- 64°27′56″N 11°29′48″E﻿ / ﻿64.4655774°N 11.4965992°E
- Established: 1591
- Dissolved: 12 April 2021
- Jurisdiction: Namdalen
- Location: Namsos, Norway
- Coordinates: 64°27′56″N 11°29′48″E﻿ / ﻿64.4655774°N 11.4965992°E
- Appeals to: Frostating Court of Appeal

= Namdal District Court =

Former district court in Namsos, Norway

Namdal District Court (Namdal tingrett) was a district court in Trøndelag county, Norway. The court was based in the town of Namsos in Namsos Municipality. The court existed until 2021. It served the municipalities of Flatanger, Fosnes, Grong, Høylandet, Leka, Lierne, Namsos, Namsskogan, Nærøy, Overhalla, Røyrvik, and Vikna. Cases from this court could be appealed to Frostating Court of Appeal.
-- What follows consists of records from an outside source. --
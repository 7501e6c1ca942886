//! ffcs catalog - Summarize or list the loaded catalog

use clap::Args;
use itertools::Itertools;
use serde::Serialize;

use crate::app::AppContext;
use crate::catalog::{Catalog, Item};
use crate::cli::output::{HumanLayout, emit_human, emit_robot, robot_ok};
use crate::error::Result;
use crate::utils::truncate_string;

#[derive(Args, Debug)]
pub struct CatalogArgs {
    /// List items in catalog order
    #[arg(long)]
    pub list: bool,

    /// Maximum number of items to list
    #[arg(long, default_value = "50")]
    pub limit: usize,
}

#[derive(Debug, Serialize)]
pub struct CatalogSummary {
    pub source: Option<String>,
    pub fingerprint: String,
    pub items: usize,
    pub embedding_backend: String,
    pub embedding_dims: usize,
    pub attributes: Vec<String>,
    pub departments: Vec<String>,
    pub tags: Vec<TagCount>,
}

#[derive(Debug, Serialize, PartialEq, Eq)]
pub struct TagCount {
    pub tag: String,
    pub items: usize,
}

#[derive(Serialize)]
struct CatalogListing<'a> {
    summary: CatalogSummary,
    items: Vec<ListedItem<'a>>,
}

#[derive(Serialize)]
struct ListedItem<'a> {
    index: usize,
    #[serde(flatten)]
    item: &'a Item,
}

pub fn run(ctx: &AppContext, args: &CatalogArgs) -> Result<()> {
    let engine = ctx.engine()?;
    let catalog = engine.catalog();
    let summary = summarize(catalog, engine.embedder().name(), engine.embeddings().dims());

    if ctx.robot() {
        if args.list {
            let items = catalog
                .iter()
                .take(args.limit)
                .map(|(index, item)| ListedItem { index, item })
                .collect();
            return emit_robot(&robot_ok(CatalogListing { summary, items }));
        }
        return emit_robot(&robot_ok(summary));
    }

    let mut layout = HumanLayout::new();
    layout.title("Catalog");
    layout
        .kv("Source", summary.source.as_deref().unwrap_or("<memory>"))
        .kv("Fingerprint", &truncate_string(&summary.fingerprint, 16))
        .kv("Items", &summary.items.to_string())
        .kv(
            "Embeddings",
            &format!("{} ({} dims)", summary.embedding_backend, summary.embedding_dims),
        )
        .kv("Attributes", &summary.attributes.join(", "));
    layout.blank().section("Departments");
    for department in &summary.departments {
        layout.bullet(department);
    }
    layout.blank().section("Tags");
    for tag in &summary.tags {
        layout.bullet(&format!("{} ({})", tag.tag, tag.items));
    }

    if args.list {
        layout.blank().section("Items");
        for (index, item) in catalog.iter().take(args.limit) {
            layout.push_line(format!(
                "{index:>4}  {}  {}  {:.1}  [{}]",
                item.name,
                item.department,
                item.quality_score,
                item.tags_display()
            ));
        }
    }

    emit_human(layout);
    Ok(())
}

/// Catalog overview; tags are ordered by frequency, then alphabetically.
#[must_use]
pub fn summarize(catalog: &Catalog, backend: &str, dims: usize) -> CatalogSummary {
    let tags = catalog
        .iter()
        .flat_map(|(_, item)| item.tags.iter().map(|tag| crate::utils::fold(tag)).unique())
        .counts()
        .into_iter()
        .map(|(tag, items)| TagCount { tag, items })
        .sorted_by(|a, b| b.items.cmp(&a.items).then_with(|| a.tag.cmp(&b.tag)))
        .collect();

    CatalogSummary {
        source: catalog.source().map(|path| path.display().to_string()),
        fingerprint: catalog.fingerprint().to_string(),
        items: catalog.len(),
        embedding_backend: backend.to_string(),
        embedding_dims: dims,
        attributes: catalog.attribute_names().to_vec(),
        departments: catalog.departments(),
        tags,
    }
}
The court was a court of first instance. Its judicial duties were mainly to settle criminal cases and to resolve civil litigation as well as bankruptcy. The administration and registration tasks of the court included death registration, issuing certain certificates, performing duties of a notary public, and officiating civil wedding ceremonies. Cases from this court were heard by a combination of professional judges and lay judges.

==History==
This court was established in 1591 when district courts were originally established in Norway. On 26 April 2021, the court was merged with the Fosen District Court, Inntrøndelag District Court, and Sør-Trøndelag District Court to create the new Trøndelag District Court.